Some fractures can be treated without immobilization after surgery. As a rule, however, a plaster cast is used for around six weeks. During this time, the elbow joint must not be stressed. A few weeks to months after the operation, you may experience discomfort when placing your elbow, which makes it necessary to wear an elbow protector. The Physiotherapy helps to build the triceps and the elbow joint after weeks of immobilization again.
Outlook & forecast
An uncomplicated fracture of the elbow is one of the most common broken bones. It usually has a good prognosis because it is one of the routine operations that are very common in hospitals.
It becomes more difficult if the joint was damaged during the break, or if the break results in injuries to the soft tissue and blood vessels. If the tissue is no longer adequately supplied with blood, partial areas can die off. An elbow fracture also has less favorable prospects if parts of the bone do not grow back together properly. Even small shifts lead to a static statics that in the long term lead to incorrect strain on the elbow and promote joint wear.

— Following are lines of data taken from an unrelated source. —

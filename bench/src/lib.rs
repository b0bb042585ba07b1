// This Source Code Form is subject to the terms of the Mozilla Public
// License, v. 2.0. If a copy of the MPL was not distributed with this
// file, You can obtain one at https://mozilla.org/MPL/2.0/.

// Copyright 2026 Oxide Computer Company

use criterion::measurement::Measurement;
use criterion::measurement::WallTime;

pub mod packet;

/// Additional labelling information for [`Measurement`]s for
/// pretty-printing and grouping.
pub trait MeasurementInfo: Measurement {
    fn label() -> &'static str;
}

impl MeasurementInfo for WallTime {
    fn label() -> &'static str {
        "wallclock"
    }
}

Despite a generally good prognosis, it is possible that sports that put a lot of strain on the elbow (such as squash, tennis or golf) can no longer be practiced as they were before the break. Muscle strength and muscle mass were lost due to prolonged immobilization of the arm. In most cases, specific physiotherapeutic exercises are then necessary to strengthen muscle strength again, especially if the patients are older.
General prevention is difficult because falls are more likely to happen by chance. Responsible and health-conscious athletes, however, wear well-fitting and risk-minimizing elbow pads that are replaced after every fall.
You can do that yourself
In the event of a broken elbow, the emergency doctor must be notified immediately. Until professional help arrives, the elbow should be protected and, if possible, not moved. A closed fracture can be cooled with an ice pack or cold pack. If possible, open fractures are covered with a sterile wound pad. To avoid worsening the fracture, further treatment measures should be carried out by the emergency doctor.
Bone healing can be promoted through exercise and a healthy and balanced diet high in calcium and iron. However, the elbow itself should be spared until the doctor gives his okay to return to training. During the period of rest, gentle massages and saunas are ideal. Both promote blood circulation and thus the healing process.
In consultation with the doctor, alternative treatment methods such as ultrasound therapy or electrotherapy can also be tried. Proven means from the natural healing include the decongestant arnica, which promote healing comfrey and Cell salts Calcium fluorite and Ferrum phosphoricum. Treatment with autologous blood can also promote the healing process, but should always be done under the supervision of a doctor.